Upon leaving the court, Zé is released because no evidence was found sufficient to incriminate him. Dr. Antunes, Julia, and Tomás leave behind him, furious.
In the hospital room, Luisa sees the news of Zé's release on television. You're all set to go home. Catarina and Miguel enter at that moment and Catherine embraces her mother. Miguel tries to comfort her but Luiza does not conform to Zé's impunity. The doctor who followed her comes to say goodbye and praises her recovery.
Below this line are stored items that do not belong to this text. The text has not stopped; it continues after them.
//! 影响报告数据结构
//!
//! 每次分析重新计算，调用方用完即弃，不持有对源配置的引用。

use std::collections::BTreeSet;
use std::fmt;

use serde::Serialize;

/// 严重程度
#[derive(Debug, Clone, Copy, PartialEq, Eq, PartialOrd, Ord, Hash, Serialize)]
#[serde(rename_all = "SCREAMING_SNAKE_CASE")]
pub enum ImpactLevel {
    None,
    Low,
    Medium,
    High,
}

impl fmt::Display for ImpactLevel {
    fn fmt(&self, f: &mut fmt::Formatter<'_>) -> fmt::Result {
        f.write_str(match self {
            ImpactLevel::None => "NONE",
            ImpactLevel::Low => "LOW",
            ImpactLevel::Medium => "MEDIUM",
            ImpactLevel::High => "HIGH",
        })
    }
}

impl ImpactLevel {
    /// 建议标题
    pub fn recommendation_heading(self) -> &'static str {
        match self {
            ImpactLevel::High => "High Impact Changes Detected",
            ImpactLevel::Medium => "Medium Impact Changes Detected",
            ImpactLevel::Low => "Low Impact Changes Detected",
            ImpactLevel::None => "No Significant Changes Detected",
        }
    }

    /// 按整体影响等级给出的固定处理建议
    pub fn recommendations(self) -> &'static [&'static str] {
        match self {
            ImpactLevel::High => &[
                "Review all changes carefully before deployment",
                "Test with affected user groups",
                "Consider phased rollout",
                "Notify stakeholders about access changes",
            ],
            ImpactLevel::Medium => &[
                "Review changes with data owners",
                "Test with sample users",
                "Monitor access patterns after deployment",
            ],
            ImpactLevel::Low => &[
                "Changes appear minimal",
                "Standard testing recommended",
                "Monitor for unexpected issues",
            ],
            ImpactLevel::None => &[
                "Policies appear identical",
                "Standard deployment process can be followed",
            ],
        }
    }
}

/// 差异类型
#[derive(Debug, Clone, Copy, PartialEq, Eq, Hash, Serialize)]
#[serde(rename_all = "SCREAMING_SNAKE_CASE")]
pub enum ChangeType {
    Added,
    Removed,
    Modified,
}

impl fmt::Display for ChangeType {
    fn fmt(&self, f: &mut fmt::Formatter<'_>) -> fmt::Result {
        f.write_str(match self {
            ChangeType::Added => "ADDED",
            ChangeType::Removed => "REMOVED",
            ChangeType::Modified => "MODIFIED",
        })
    }
}

/// 同位置两条规则之间的单个字段差异
#[derive(Debug, Clone, PartialEq, Eq, Serialize)]
#[serde(tag = "field", rename_all = "snake_case")]
pub enum FieldDelta {
    Predicate { old: String, new: String },
    GroupsAdded { groups: Vec<String> },
    GroupsRemoved { groups: Vec<String> },
    Operator { old: String, new: String },
}

impl fmt::Display for FieldDelta {
    fn fmt(&self, f: &mut fmt::Formatter<'_>) -> fmt::Result {
        match self {
            FieldDelta::Predicate { old, new } => {
                write!(f, "Predicate changed from '{}' to '{}'", old, new)
            }
            FieldDelta::GroupsAdded { groups } => write!(f, "Added groups: {}", groups.join(", ")),
            FieldDelta::GroupsRemoved { groups } => {
                write!(f, "Removed groups: {}", groups.join(", "))
            }
            FieldDelta::Operator { old, new } => {
                write!(f, "Operator changed from '{}' to '{}'", old, new)
            }
        }
    }
}

/// 一条规则差异
#[derive(Debug, Clone, PartialEq, Eq, Serialize)]
pub struct RuleChange {
    /// 从 1 开始
    pub rule_number: usize,
    pub change_type: ChangeType,
    pub description: String,
    pub impact: ImpactLevel,
    #[serde(skip_serializing_if = "Vec::is_empty")]
    pub deltas: Vec<FieldDelta>,
}

/// 报告摘要
#[derive(Debug, Clone, PartialEq, Eq, Serialize)]
pub struct ImpactSummary {
    pub old_rule_count: usize,
    pub new_rule_count: usize,
    pub rules_added: usize,
    pub rules_removed: usize,
    pub impact_level: ImpactLevel,
}

#[derive(Debug, Clone, Copy, PartialEq, Eq, Hash, Serialize)]
#[serde(rename_all = "SCREAMING_SNAKE_CASE")]
pub enum AccessDirection {
    Expanded,
    Restricted,
}

/// 某类用户的访问变化
#[derive(Debug, Clone, PartialEq, Eq, Serialize)]
pub struct AccessScenario {
    pub user_type: String,
    pub old_access: bool,
    pub new_access: bool,
    pub direction: AccessDirection,
    pub description: String,
}

/// 访问方向判定（启发式，不是对真实数据的求值）
#[derive(Debug, Clone, PartialEq, Eq, Serialize)]
pub struct AccessImpact {
    pub expanded: bool,
    pub restricted: bool,
    pub unchanged: bool,
    pub description: String,
    pub scenarios: Vec<AccessScenario>,
}

/// 两份输入的 blake3 指纹
#[derive(Debug, Clone, PartialEq, Eq, Serialize)]
pub struct Fingerprints {
    pub old: String,
    pub new: String,
}

/// 影响报告
#[derive(Debug, Clone, PartialEq, Eq, Serialize)]
pub struct ImpactReport {
    pub summary: ImpactSummary,
    pub rule_changes: Vec<RuleChange>,
    pub access_impact: AccessImpact,
    pub affected_user_groups: BTreeSet<String>,
    /// 随整体影响等级而定
    pub recommendations: Vec<String>,
    #[serde(skip_serializing_if = "Option::is_none")]
    pub narrative_summary: Option<String>,
    #[serde(skip_serializing_if = "Option::is_none")]
    pub fingerprints: Option<Fingerprints>,
}

impl ImpactReport {
    pub fn count(&self, change_type: ChangeType) -> usize {
        self.rule_changes
            .iter()
            .filter(|c| c.change_type == change_type)
            .count()
    }

    pub fn has_changes(&self) -> bool {
        !self.rule_changes.is_empty()
    }
}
Luisa, Miguel and Catarina walk along the beach and the child realizes that the mother is sad. In the distance somebody photographs them but we do not realize who they are.
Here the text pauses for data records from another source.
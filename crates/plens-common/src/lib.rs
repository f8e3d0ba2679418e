//! policy-lens Common — 共享错误类型与工具函数
//!
//! 包含按文件隔离的错误分类（解析 / 渲染 / 摘要不可用）以及 blake3 内容指纹。

pub mod error;
pub mod hash;

pub use error::{AnalysisUnavailable, ParseError, PlensError, RenderError};
//! 数据集名解析

use crate::model::Configuration;

/// 无法从配置推断时使用的名称
pub const UNKNOWN_DATASET: &str = "unknown_dataset";

/// 从 tags 类型的 circumstance 中取表名，否则退回配置名
///
/// 标签形如 `Data Entity.PO.Table.<schema>.<table>`，取最后一段。
pub fn dataset_name(config: &Configuration) -> String {
    let table_tag = config
        .circumstances
        .iter()
        .filter(|c| c.kind.as_deref() == Some("tags"))
        .filter_map(|c| c.tag.as_deref())
        .find(|tag| tag.contains("Table."));

    if let Some(tag) = table_tag
        && let Some(last) = tag.rsplit('.').next()
    {
        return last.to_string();
    }

    match &config.name {
        Some(name) => name.replace(' ', "_").replace(':', ""),
        None => UNKNOWN_DATASET.to_string(),
    }
}
/// 计算 blake3 哈希
pub fn blake3_hash(data: &[u8]) -> [u8; 32] {
    *blake3::hash(data).as_bytes()
}

/// 配置文本的内容指纹（blake3，小写 hex）
pub fn fingerprint(text: &str) -> String {
    hex::encode(blake3_hash(text.as_bytes()))
}

#[cfg(test)]
mod tests {
    use super::*;

    #[test]
    fn test_fingerprint_stable() {
        let a = fingerprint("name: policy\n");
        assert_eq!(a, fingerprint("name: policy\n"));
        assert_ne!(a, fingerprint("name: other\n"));
        assert_eq!(a.len(), 64);
    }
}
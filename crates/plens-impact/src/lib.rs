//! policy-lens Impact — 策略版本之间的影响分析
//!
//! 包含：
//! - 按位置的规则差异（带类型化的字段差异）
//! - 单条与整体影响等级、访问方向判定、受影响用户组
//! - 可替换的叙述摘要器（默认不可用，可接 OpenAI 兼容服务）

pub mod analyzer;
pub mod classifier;
pub mod differ;
pub mod report;
pub mod summarizer;

pub use analyzer::{ImpactAnalyzer, structural_report};
pub use classifier::{
    access_impact, aggregate_impact, affected_user_groups, rule_impact, scenario_tally,
};
pub use differ::{compare_rule, diff_rules, rule_deltas};
pub use report::{
    AccessDirection, AccessImpact, AccessScenario, ChangeType, FieldDelta, Fingerprints,
    ImpactLevel, ImpactReport, ImpactSummary, RuleChange,
};
pub use summarizer::{
    ANALYSIS_UNAVAILABLE, ChatCompletionSummarizer, Summarizer, SummarizerConfig, SummaryRequest,
    UnavailableSummarizer,
};
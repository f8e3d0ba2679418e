//! `plens batch` — 目录级批量生成说明文档
//!
//! 每个文件独立处理：一个文件失败只计入错误，不影响其余文件；
//! 同一文件的各个格式也相互独立，渲染失败只跳过对应产物。

use std::collections::HashMap;
use std::path::{Path, PathBuf};

use anyhow::{Context, Result};
use plens_common::{PlensError, RenderError};
use plens_policy::{Document, DocumentFormat, Explanation, builtin_renderer, load_file};

use crate::explain_cmd::{artifact_path, display_name};

/// 单个文件的处理结局
enum FileOutcome {
    Rendered(Vec<Artifact>),
    SkippedEmpty,
}

/// 单个产物的结局
enum Artifact {
    Generated(PathBuf),
    /// 本次运行中更早的文件已写出同名产物
    Collision { destination: PathBuf, first: String },
    Failed(DocumentFormat, RenderError),
}

/// 批处理统计
#[derive(Default)]
struct BatchSummary {
    processed: usize,
    skipped_empty: usize,
    collisions: usize,
    errors: Vec<(String, PlensError)>,
}

/// 运行 batch 子命令
pub fn run(input: String, output: String, formats: Vec<DocumentFormat>) -> Result<()> {
    tracing::info!(%input, %output, ?formats, "starting batch");

    // ── 1. 校验目录 ──
    let input_dir = Path::new(&input);
    if !input_dir.is_dir() {
        return Err(PlensError::InvalidInvocation(format!(
            "input directory '{}' does not exist",
            input
        ))
        .into());
    }
    let output_dir = Path::new(&output);
    std::fs::create_dir_all(output_dir)
        .with_context(|| format!("failed to create output directory '{}'", output))?;

    // ── 2. 收集 YAML 文件 ──
    let files = yaml_files(input_dir)
        .with_context(|| format!("failed to scan input directory '{}'", input))?;
    if files.is_empty() {
        println!("No YAML files found in {}", input);
        return Ok(());
    }
    println!("Found {} YAML file(s) to process", files.len());

    // ── 3. 逐个处理 ──
    let mut summary = BatchSummary::default();
    // 产物路径 → 写出它的输入文件
    let mut produced: HashMap<PathBuf, String> = HashMap::new();
    for path in &files {
        let name = display_name(path);
        match process_file(path, output_dir, &formats, &mut produced) {
            Ok(FileOutcome::Rendered(artifacts)) => {
                let mut generated = 0;
                for artifact in artifacts {
                    match artifact {
                        Artifact::Generated(file) => {
                            println!("✓ Generated: {}", display_name(&file));
                            generated += 1;
                        }
                        Artifact::Collision { destination, first } => {
                            tracing::warn!(
                                file = %name,
                                destination = %destination.display(),
                                %first,
                                "output already generated in this run; not overwritten"
                            );
                            println!(
                                "! Skipped {}: {} was already generated from {}",
                                name,
                                display_name(&destination),
                                first
                            );
                            summary.collisions += 1;
                        }
                        Artifact::Failed(format, e) => {
                            tracing::warn!(file = %name, %format, error = %e, "artifact failed");
                            println!("✗ Error rendering {} for {}: {}", format, name, e);
                            summary.errors.push((name.clone(), e.into()));
                        }
                    }
                }
                if generated > 0 {
                    summary.processed += 1;
                }
            }
            Ok(FileOutcome::SkippedEmpty) => {
                println!("- Skipped empty configuration: {}", name);
                summary.skipped_empty += 1;
            }
            Err(e) => {
                tracing::warn!(file = %name, error = %e, "batch item failed");
                println!("✗ Error processing {}: {}", name, e);
                summary.errors.push((name, e));
            }
        }
    }

    // ── 4. 汇总 ──
    println!();
    println!("=== SUMMARY ===");
    println!("Total files processed: {}", summary.processed);
    println!("Skipped (empty): {}", summary.skipped_empty);
    println!("Output collisions: {}", summary.collisions);
    println!("Errors: {}", summary.errors.len());
    println!("Output folder: {}", output_dir.display());

    tracing::info!(
        processed = summary.processed,
        skipped_empty = summary.skipped_empty,
        collisions = summary.collisions,
        errors = summary.errors.len(),
        "batch complete"
    );

    Ok(())
}

/// 目录下的 `*.yaml` / `*.yml`，按路径排序
fn yaml_files(dir: &Path) -> std::io::Result<Vec<PathBuf>> {
    let mut files = Vec::new();
    for entry in std::fs::read_dir(dir)? {
        let path = entry?.path();
        let is_yaml = path
            .extension()
            .and_then(|ext| ext.to_str())
            .is_some_and(|ext| ext == "yaml" || ext == "yml");
        if is_yaml && path.is_file() {
            files.push(path);
        }
    }
    files.sort();
    Ok(files)
}

fn process_file(
    path: &Path,
    output_dir: &Path,
    formats: &[DocumentFormat],
    produced: &mut HashMap<PathBuf, String>,
) -> Result<FileOutcome, PlensError> {
    let Some(config) = load_file(path)?.configuration() else {
        return Ok(FileOutcome::SkippedEmpty);
    };

    let name = display_name(path);
    let explanation = Explanation::from_configuration(&config, &name);
    let document = Document::assemble(&explanation);

    let mut artifacts = Vec::with_capacity(formats.len());
    for &format in formats {
        let renderer = match builtin_renderer(format) {
            Ok(renderer) => renderer,
            Err(e) => {
                artifacts.push(Artifact::Failed(format, e));
                continue;
            }
        };
        let destination = artifact_path(&explanation, output_dir, renderer.as_ref());
        if let Some(first) = produced.get(&destination) {
            artifacts.push(Artifact::Collision {
                destination,
                first: first.clone(),
            });
            continue;
        }
        match renderer.render(&document, &destination) {
            Ok(()) => {
                produced.insert(destination.clone(), name.clone());
                artifacts.push(Artifact::Generated(destination));
            }
            Err(e) => artifacts.push(Artifact::Failed(format, e)),
        }
    }
    Ok(FileOutcome::Rendered(artifacts))
}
In South Africa, Helena is in the graveyard for some flowers in her grandmother's grave when she receives a call from Nazareth.
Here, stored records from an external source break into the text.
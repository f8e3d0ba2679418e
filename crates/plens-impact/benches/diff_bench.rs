use std::time::Duration;

use criterion::{BenchmarkId, Criterion, black_box, criterion_group, criterion_main};
use plens_impact::{ImpactAnalyzer, diff_rules, structural_report};
use plens_policy::{Rule, extract_rules, load};

fn env_usize(name: &str, default: usize) -> usize {
    std::env::var(name)
        .ok()
        .and_then(|value| value.parse().ok())
        .unwrap_or(default)
}

fn env_duration_ms(name: &str, default_ms: u64) -> Duration {
    Duration::from_millis(
        std::env::var(name)
            .ok()
            .and_then(|value| value.parse().ok())
            .unwrap_or(default_ms),
    )
}

fn benchmark_config() -> Criterion {
    Criterion::default()
        .sample_size(env_usize("PLENS_BENCH_SAMPLE_SIZE", 100))
        .warm_up_time(env_duration_ms("PLENS_BENCH_WARMUP_MS", 100))
        .measurement_time(env_duration_ms("PLENS_BENCH_MEASURE_MS", 500))
}

/// 生成含 `size` 条规则的配置；`widen` 之前的规则谓词改为 1=1
fn generate_policy(size: usize, widen: usize) -> String {
    let mut yaml = String::from("name: bench\nactions:\n  - rules:\n");
    for idx in 0..size {
        let predicate = if idx < widen {
            "1=1".to_string()
        } else {
            format!("Region in ('R{idx}', 'S{idx}')")
        };
        yaml.push_str(&format!(
            "      - type: Row Restriction by Custom Where Clause\n\
             \x20       inclusions:\n\
             \x20         groups: [team.g{idx}, team.shared]\n\
             \x20       config:\n\
             \x20         predicate: \"{predicate}\"\n"
        ));
    }
    yaml
}

fn rules_of(source: &str) -> Vec<Rule> {
    let config = load(source)
        .expect("bench policy should load")
        .or_empty_configuration();
    extract_rules(&config)
}

fn bench_diff_rules(c: &mut Criterion) {
    let sizes = [10usize, 100, 1_000];
    let mut group = c.benchmark_group("diff_rules");

    for size in sizes {
        let old = rules_of(&generate_policy(size, 0));
        let new = rules_of(&generate_policy(size, size / 4));
        group.bench_with_input(BenchmarkId::from_parameter(size), &(old, new), |b, (o, n)| {
            b.iter(|| diff_rules(black_box(o), black_box(n)));
        });
    }

    group.finish();
}

fn bench_structural_report(c: &mut Criterion) {
    let old = rules_of(&generate_policy(200, 0));
    let new = rules_of(&generate_policy(210, 50));

    c.bench_function("structural_report_200", move |b| {
        b.iter(|| black_box(structural_report(black_box(&old), black_box(&new))));
    });
}

fn bench_analyze_text(c: &mut Criterion) {
    let old = generate_policy(100, 0);
    let new = generate_policy(100, 10);
    let analyzer = ImpactAnalyzer::default();

    c.bench_function("analyze_text_100", move |b| {
        b.iter(|| {
            let report = analyzer
                .analyze(black_box(&old), black_box(&new))
                .expect("bench policy should analyze");
            black_box(report);
        });
    });
}

criterion_group! {
    name = benches;
    config = benchmark_config();
    targets =
        bench_diff_rules,
        bench_structural_report,
        bench_analyze_text
}
criterion_main!(benches);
At the orange factory, Laura sings congratulations to Camila and Filipe for six months of dating. The two laugh at Laura's silly and even joke.
In the estate, Bé and Teresa talk and none of them are very close to the parents, since Afonso and Ana Rita left. Teresa also does not forgive her father for having concealed Ze in court.
Joao tries to make Isabel react but she feels that the children have all abandoned her. Isabel comments that Zé was acquitted and reproaches her husband for not telling the truth. Joao grabs her hand and tries to get her to dinner, but Isabel has no disposition. Teresa surprises her mother with the presence of Bé that embraces her mother.
In the host house, Joana sees a video on the net, discouraged. Guilhas is now a famous youtuber and she misses him a lot, even when he dedicates videos to her.
Tiago brings Vera back after a weekend with him and Bé. Barbara had already missed her. It shows him a photograph that he received from Vicente who went to the Aquarium Vasco da Gama in Lisbon with his grandfather. When seeing Joana sad, Vera tries to comfort her.
Luisa returns home and finds her family happy, waiting for her. Despite all the care Luisa is absent, her head elsewhere. Luisa does not forgive the fact that John did not tell the truth in court.
Tomás trains in the gym and feels very angry of Ze by this one has been acquitted. Luisa will greet her brother who is happy to have her back in the house.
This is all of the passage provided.